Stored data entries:
______________________________
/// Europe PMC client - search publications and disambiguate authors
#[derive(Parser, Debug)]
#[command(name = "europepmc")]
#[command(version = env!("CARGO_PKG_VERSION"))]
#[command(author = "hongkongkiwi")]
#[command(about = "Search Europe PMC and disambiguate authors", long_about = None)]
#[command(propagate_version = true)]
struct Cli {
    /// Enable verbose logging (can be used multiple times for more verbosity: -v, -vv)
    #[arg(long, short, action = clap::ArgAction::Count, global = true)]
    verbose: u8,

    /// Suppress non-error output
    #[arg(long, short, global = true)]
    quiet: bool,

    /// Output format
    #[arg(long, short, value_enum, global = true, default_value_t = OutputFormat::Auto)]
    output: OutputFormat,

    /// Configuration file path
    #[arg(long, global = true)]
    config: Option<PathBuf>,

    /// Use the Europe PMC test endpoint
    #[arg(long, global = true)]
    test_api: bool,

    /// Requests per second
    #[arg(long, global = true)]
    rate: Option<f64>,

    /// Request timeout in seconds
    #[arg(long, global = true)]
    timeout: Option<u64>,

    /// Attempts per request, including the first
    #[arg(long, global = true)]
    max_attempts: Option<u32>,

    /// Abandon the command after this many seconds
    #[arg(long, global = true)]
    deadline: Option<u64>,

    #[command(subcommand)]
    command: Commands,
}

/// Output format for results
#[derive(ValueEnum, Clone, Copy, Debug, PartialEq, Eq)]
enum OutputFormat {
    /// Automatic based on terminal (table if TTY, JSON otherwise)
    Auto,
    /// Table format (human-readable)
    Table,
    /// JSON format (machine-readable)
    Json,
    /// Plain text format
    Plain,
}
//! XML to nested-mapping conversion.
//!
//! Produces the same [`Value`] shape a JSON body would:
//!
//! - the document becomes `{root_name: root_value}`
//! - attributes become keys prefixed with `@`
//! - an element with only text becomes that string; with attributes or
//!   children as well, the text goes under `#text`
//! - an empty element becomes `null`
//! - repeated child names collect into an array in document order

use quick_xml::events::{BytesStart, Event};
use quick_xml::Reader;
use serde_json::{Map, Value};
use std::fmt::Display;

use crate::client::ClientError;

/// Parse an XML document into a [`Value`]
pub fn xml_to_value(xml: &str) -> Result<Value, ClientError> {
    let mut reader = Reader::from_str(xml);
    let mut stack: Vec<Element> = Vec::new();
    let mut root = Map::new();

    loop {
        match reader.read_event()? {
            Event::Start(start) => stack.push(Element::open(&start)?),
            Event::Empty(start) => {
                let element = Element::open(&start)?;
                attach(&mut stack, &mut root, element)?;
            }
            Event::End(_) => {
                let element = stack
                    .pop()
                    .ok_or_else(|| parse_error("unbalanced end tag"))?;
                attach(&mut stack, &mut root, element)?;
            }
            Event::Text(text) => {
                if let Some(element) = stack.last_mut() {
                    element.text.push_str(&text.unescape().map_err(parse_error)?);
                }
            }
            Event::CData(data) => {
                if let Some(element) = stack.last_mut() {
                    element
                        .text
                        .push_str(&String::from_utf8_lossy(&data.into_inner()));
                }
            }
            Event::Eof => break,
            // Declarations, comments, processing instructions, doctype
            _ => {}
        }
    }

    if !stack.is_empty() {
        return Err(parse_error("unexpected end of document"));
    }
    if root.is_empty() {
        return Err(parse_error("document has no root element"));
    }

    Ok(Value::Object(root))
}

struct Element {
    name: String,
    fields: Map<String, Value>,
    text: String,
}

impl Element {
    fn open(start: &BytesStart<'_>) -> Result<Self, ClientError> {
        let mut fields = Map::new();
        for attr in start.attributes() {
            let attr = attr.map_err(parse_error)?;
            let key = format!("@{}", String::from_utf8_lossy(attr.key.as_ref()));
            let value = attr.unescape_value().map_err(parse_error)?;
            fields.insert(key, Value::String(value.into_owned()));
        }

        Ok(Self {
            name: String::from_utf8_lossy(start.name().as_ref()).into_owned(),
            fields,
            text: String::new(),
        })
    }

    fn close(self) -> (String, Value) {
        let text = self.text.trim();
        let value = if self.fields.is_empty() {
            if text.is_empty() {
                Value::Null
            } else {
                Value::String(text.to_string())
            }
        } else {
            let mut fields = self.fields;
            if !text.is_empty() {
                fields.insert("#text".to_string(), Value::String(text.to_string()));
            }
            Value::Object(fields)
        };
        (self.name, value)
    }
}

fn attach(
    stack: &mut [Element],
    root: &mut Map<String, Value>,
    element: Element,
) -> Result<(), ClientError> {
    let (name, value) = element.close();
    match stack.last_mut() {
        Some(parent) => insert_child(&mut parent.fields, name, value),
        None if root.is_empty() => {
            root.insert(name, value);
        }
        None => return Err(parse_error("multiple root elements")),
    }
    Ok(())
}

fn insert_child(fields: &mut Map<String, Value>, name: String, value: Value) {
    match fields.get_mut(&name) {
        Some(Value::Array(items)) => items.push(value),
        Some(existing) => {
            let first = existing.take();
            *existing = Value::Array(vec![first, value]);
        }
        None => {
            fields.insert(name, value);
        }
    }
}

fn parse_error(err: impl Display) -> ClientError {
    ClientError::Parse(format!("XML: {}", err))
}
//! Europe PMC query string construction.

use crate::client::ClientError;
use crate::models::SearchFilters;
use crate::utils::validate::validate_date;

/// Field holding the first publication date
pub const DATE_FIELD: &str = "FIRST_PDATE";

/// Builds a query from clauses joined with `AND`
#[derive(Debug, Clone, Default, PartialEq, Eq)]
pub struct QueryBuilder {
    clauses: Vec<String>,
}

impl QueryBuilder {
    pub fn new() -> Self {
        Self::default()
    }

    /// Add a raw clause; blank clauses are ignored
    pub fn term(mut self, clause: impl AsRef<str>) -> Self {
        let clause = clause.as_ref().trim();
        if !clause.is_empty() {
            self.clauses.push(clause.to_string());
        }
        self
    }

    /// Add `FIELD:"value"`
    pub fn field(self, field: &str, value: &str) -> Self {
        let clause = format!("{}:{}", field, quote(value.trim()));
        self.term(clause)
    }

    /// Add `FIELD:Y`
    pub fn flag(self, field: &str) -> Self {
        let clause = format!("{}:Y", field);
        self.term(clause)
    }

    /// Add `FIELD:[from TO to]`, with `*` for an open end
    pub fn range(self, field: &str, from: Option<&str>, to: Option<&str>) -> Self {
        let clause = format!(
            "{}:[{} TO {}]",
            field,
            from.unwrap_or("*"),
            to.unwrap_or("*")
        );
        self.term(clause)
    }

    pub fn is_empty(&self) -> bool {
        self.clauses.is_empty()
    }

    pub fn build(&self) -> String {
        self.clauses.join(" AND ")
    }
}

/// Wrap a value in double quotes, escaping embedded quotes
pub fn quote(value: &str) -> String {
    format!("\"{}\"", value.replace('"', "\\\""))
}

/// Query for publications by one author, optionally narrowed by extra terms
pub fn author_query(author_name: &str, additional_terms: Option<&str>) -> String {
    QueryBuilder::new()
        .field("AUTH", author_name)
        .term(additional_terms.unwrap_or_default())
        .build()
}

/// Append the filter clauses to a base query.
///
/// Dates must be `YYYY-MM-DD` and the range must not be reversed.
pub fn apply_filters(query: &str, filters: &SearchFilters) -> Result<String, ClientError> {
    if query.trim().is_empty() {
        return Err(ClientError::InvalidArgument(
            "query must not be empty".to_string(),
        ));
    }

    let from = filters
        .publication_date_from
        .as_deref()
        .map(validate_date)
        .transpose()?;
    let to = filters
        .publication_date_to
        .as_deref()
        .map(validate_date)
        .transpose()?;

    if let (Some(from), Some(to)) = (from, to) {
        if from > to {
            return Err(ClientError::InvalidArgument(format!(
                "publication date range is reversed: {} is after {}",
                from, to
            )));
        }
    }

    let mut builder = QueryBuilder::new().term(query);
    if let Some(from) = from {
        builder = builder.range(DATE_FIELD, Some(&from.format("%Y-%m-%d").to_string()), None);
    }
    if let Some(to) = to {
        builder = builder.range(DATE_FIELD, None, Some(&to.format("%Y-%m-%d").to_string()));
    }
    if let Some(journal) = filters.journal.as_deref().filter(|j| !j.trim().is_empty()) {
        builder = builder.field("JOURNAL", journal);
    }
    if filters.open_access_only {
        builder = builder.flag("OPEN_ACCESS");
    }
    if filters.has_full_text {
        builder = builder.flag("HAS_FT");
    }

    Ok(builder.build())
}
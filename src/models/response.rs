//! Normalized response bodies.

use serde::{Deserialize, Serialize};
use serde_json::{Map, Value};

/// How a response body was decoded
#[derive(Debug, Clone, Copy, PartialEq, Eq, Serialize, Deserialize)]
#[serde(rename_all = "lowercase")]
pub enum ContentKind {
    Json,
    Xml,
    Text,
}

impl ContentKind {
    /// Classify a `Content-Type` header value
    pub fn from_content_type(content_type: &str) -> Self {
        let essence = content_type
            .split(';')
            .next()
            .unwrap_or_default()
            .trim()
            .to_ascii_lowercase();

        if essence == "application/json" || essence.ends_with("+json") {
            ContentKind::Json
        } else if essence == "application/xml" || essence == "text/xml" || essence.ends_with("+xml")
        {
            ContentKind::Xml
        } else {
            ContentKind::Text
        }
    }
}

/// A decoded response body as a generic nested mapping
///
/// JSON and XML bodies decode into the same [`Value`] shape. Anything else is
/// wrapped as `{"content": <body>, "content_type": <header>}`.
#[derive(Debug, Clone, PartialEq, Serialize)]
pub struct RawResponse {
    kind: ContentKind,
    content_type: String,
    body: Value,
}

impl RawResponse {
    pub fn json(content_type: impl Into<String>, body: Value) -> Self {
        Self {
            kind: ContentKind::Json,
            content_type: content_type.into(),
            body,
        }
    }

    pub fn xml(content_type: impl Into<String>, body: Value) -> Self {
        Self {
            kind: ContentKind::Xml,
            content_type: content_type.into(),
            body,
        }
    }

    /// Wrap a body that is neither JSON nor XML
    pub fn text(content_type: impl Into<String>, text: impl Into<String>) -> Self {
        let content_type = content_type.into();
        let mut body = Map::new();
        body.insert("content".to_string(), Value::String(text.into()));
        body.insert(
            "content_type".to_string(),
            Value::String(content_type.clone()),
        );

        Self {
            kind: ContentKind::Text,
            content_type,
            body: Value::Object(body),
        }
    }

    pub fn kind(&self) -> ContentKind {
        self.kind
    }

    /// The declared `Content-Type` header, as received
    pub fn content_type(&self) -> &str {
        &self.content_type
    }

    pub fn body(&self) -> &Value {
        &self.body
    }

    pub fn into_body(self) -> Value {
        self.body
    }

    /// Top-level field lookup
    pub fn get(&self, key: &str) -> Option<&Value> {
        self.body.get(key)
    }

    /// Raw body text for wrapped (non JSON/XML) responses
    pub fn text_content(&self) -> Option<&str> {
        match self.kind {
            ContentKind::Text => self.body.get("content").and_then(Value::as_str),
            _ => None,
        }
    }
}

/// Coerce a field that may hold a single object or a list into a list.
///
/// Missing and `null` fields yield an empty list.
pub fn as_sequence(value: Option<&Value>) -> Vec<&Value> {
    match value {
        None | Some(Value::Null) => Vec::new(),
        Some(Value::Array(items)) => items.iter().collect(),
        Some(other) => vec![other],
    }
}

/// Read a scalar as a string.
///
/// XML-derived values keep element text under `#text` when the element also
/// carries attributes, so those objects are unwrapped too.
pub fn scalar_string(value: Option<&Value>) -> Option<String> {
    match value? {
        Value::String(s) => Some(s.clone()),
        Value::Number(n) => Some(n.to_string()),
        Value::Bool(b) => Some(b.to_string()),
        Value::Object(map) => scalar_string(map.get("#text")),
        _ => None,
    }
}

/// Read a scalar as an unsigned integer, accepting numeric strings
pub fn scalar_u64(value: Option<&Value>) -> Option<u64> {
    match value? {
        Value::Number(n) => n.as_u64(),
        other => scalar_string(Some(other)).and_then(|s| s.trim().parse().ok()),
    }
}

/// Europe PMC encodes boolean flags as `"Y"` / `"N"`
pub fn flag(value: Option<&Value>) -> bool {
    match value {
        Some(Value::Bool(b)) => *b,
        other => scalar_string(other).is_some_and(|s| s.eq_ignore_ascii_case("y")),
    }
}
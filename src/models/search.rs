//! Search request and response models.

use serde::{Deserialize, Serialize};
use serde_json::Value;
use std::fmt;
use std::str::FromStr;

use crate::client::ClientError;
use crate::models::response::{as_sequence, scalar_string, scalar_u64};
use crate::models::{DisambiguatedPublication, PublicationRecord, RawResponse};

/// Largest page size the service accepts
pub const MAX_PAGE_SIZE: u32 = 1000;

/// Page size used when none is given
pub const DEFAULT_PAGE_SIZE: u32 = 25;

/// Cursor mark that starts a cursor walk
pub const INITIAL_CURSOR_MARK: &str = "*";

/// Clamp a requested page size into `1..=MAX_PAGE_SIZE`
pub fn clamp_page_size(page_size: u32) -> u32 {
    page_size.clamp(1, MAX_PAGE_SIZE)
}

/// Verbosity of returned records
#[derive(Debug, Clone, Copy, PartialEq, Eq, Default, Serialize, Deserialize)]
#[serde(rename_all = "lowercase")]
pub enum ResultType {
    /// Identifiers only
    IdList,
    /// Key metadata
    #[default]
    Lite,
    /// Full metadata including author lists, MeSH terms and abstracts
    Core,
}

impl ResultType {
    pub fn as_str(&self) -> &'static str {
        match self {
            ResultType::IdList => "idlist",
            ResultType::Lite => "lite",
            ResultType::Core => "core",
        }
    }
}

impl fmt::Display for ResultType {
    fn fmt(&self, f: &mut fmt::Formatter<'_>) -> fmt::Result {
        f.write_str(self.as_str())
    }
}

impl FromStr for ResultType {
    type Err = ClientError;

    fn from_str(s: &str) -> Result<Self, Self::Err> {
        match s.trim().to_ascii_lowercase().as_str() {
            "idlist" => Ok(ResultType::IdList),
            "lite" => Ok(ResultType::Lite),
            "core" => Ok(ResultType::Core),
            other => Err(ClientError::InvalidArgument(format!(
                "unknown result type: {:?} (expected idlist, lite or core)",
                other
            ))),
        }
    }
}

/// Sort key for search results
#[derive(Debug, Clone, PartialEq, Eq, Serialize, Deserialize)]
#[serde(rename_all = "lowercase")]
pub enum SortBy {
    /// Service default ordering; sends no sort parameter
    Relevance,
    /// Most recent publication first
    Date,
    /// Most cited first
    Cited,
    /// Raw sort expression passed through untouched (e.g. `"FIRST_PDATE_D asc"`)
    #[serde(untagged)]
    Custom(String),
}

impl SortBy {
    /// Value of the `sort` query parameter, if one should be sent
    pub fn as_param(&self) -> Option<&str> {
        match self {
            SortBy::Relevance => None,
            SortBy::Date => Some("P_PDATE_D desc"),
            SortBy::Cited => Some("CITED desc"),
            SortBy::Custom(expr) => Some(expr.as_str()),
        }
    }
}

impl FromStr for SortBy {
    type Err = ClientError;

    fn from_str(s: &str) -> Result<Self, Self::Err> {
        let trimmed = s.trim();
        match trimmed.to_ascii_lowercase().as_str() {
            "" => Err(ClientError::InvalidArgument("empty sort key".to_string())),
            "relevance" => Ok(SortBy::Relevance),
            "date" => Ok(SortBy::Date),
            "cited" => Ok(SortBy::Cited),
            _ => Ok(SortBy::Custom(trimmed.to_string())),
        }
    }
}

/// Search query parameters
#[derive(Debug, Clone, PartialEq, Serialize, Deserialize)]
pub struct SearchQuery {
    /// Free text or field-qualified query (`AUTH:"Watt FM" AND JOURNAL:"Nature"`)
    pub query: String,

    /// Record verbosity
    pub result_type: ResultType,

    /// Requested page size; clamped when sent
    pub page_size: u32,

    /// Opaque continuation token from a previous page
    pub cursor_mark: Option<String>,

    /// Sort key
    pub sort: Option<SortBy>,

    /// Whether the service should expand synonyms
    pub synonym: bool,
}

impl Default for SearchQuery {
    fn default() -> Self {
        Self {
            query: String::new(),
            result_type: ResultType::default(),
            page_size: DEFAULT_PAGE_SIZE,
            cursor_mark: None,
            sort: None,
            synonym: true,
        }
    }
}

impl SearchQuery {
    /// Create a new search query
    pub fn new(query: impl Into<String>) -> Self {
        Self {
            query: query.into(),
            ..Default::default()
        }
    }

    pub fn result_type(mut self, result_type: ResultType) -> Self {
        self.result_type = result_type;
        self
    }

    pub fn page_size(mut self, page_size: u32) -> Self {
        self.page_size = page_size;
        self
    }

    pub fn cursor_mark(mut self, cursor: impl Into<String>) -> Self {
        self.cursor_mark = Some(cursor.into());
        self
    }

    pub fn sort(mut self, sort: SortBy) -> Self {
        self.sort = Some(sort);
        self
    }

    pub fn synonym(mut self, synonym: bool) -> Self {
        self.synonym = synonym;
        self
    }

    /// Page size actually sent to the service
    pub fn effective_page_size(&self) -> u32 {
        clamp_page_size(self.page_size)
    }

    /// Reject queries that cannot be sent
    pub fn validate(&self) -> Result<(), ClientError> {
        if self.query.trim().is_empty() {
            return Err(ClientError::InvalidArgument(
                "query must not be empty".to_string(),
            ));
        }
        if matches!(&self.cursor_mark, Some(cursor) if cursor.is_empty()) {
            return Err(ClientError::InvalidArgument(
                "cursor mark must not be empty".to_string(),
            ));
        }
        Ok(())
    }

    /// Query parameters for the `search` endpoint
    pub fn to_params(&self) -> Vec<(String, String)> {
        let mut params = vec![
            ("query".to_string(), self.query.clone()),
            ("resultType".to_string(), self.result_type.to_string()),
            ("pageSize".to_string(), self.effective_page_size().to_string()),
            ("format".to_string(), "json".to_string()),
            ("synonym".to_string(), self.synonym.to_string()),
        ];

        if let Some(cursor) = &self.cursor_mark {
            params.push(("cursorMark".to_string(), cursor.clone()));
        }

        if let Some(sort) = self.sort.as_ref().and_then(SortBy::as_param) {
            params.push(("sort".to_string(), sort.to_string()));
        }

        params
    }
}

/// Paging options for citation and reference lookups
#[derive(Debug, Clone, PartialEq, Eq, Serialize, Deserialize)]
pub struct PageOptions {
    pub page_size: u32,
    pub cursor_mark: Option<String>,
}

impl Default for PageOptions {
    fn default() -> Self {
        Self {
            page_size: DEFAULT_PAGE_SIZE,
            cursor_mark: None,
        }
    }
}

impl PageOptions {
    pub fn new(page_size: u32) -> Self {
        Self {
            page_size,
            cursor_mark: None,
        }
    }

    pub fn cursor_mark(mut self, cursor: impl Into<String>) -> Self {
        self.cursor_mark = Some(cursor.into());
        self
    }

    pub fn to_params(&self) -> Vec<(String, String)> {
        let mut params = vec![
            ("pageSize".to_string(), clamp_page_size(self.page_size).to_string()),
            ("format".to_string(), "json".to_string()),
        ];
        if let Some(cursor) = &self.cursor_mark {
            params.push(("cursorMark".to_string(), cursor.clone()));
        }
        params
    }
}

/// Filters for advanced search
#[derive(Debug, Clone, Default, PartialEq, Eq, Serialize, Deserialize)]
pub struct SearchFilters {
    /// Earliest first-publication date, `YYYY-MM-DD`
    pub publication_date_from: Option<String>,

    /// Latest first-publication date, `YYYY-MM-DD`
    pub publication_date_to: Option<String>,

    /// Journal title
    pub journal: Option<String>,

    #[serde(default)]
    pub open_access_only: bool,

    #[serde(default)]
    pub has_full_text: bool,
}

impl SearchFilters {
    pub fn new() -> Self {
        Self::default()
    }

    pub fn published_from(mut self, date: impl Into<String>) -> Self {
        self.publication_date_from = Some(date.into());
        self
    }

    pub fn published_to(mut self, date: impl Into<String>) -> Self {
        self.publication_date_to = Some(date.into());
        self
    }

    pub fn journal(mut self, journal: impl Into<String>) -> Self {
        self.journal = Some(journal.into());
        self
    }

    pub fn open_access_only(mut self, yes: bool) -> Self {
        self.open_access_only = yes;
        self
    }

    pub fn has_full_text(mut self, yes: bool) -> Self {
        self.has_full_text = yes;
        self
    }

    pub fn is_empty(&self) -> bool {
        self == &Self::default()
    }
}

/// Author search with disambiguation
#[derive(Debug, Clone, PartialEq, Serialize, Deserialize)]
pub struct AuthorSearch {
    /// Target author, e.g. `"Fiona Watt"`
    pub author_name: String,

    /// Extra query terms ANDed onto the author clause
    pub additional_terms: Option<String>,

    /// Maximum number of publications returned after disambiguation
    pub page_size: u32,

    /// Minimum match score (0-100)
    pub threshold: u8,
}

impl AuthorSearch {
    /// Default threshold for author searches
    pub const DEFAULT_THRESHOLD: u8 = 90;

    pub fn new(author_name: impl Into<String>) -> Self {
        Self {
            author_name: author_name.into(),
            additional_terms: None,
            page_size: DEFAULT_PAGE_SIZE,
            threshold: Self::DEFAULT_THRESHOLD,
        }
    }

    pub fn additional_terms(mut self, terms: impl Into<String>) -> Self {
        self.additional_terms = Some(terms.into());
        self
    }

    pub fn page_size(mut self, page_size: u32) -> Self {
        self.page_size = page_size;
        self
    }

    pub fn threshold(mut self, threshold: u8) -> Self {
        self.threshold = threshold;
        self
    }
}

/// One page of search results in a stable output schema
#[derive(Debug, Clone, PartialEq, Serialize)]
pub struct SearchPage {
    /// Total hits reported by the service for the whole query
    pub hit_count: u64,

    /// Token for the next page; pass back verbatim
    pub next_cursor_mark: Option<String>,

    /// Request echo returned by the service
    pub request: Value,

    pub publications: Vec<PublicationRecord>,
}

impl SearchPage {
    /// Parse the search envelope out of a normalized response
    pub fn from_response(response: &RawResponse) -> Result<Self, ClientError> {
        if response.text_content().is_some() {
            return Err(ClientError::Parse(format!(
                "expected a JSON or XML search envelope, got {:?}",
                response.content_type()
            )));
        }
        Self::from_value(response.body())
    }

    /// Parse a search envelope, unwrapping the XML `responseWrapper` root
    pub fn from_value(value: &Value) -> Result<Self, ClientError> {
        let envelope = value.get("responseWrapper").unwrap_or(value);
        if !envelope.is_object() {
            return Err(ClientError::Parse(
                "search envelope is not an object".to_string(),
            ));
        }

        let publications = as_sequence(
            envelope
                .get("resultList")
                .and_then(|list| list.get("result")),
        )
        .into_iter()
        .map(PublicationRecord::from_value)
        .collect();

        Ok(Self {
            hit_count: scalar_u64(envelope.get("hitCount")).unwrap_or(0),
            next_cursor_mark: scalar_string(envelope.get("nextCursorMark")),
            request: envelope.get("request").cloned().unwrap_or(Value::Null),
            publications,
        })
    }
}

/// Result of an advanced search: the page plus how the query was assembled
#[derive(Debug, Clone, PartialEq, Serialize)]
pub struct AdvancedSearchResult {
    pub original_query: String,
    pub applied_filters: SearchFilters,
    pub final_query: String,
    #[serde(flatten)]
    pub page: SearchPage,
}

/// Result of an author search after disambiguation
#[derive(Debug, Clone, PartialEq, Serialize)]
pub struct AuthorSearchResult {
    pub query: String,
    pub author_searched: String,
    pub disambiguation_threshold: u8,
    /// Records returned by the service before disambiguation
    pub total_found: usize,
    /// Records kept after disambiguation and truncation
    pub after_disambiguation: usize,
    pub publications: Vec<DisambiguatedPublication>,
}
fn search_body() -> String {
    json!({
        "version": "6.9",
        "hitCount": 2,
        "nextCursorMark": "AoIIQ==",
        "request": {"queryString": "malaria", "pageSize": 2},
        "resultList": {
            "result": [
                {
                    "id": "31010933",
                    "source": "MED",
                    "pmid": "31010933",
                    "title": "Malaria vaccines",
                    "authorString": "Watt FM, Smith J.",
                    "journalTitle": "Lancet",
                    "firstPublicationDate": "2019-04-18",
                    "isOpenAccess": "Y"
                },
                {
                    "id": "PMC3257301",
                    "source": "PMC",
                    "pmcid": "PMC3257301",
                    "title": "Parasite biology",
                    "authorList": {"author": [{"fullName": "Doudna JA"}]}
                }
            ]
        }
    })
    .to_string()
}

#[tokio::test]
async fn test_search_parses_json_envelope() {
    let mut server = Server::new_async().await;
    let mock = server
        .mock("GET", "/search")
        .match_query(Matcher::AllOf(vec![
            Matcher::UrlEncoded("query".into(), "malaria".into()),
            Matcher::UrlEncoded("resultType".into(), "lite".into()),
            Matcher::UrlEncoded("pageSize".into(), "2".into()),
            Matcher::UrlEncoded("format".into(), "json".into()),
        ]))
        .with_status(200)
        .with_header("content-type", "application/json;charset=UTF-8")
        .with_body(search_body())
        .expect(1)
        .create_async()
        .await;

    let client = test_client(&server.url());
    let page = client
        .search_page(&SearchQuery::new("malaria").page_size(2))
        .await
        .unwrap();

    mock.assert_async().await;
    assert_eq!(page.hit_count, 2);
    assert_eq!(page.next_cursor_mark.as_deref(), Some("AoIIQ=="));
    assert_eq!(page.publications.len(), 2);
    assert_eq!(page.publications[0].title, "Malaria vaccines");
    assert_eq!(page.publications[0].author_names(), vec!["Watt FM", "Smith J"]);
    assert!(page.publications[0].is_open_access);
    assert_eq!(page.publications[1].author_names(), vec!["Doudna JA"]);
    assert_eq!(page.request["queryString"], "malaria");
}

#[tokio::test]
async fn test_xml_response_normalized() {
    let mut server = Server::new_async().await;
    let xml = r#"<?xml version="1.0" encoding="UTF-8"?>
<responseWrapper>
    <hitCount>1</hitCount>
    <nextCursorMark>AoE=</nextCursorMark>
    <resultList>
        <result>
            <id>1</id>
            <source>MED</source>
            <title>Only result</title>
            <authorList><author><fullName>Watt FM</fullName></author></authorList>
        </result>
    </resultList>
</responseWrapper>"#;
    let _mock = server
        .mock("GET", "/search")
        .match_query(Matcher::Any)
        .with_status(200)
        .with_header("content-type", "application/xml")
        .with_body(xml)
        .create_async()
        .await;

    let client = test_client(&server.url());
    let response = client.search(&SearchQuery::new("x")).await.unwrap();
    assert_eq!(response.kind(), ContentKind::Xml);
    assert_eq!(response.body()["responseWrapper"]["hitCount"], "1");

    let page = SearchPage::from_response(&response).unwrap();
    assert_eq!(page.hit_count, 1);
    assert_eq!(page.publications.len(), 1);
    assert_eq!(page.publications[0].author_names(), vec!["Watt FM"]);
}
______________________________
# What the exercise asks:
Find the word "including" in the records. Copy every line it appears in.

# Result of this exercise:
    /// Attempts per request, including the first
    /// Full metadata including author lists, MeSH terms and abstracts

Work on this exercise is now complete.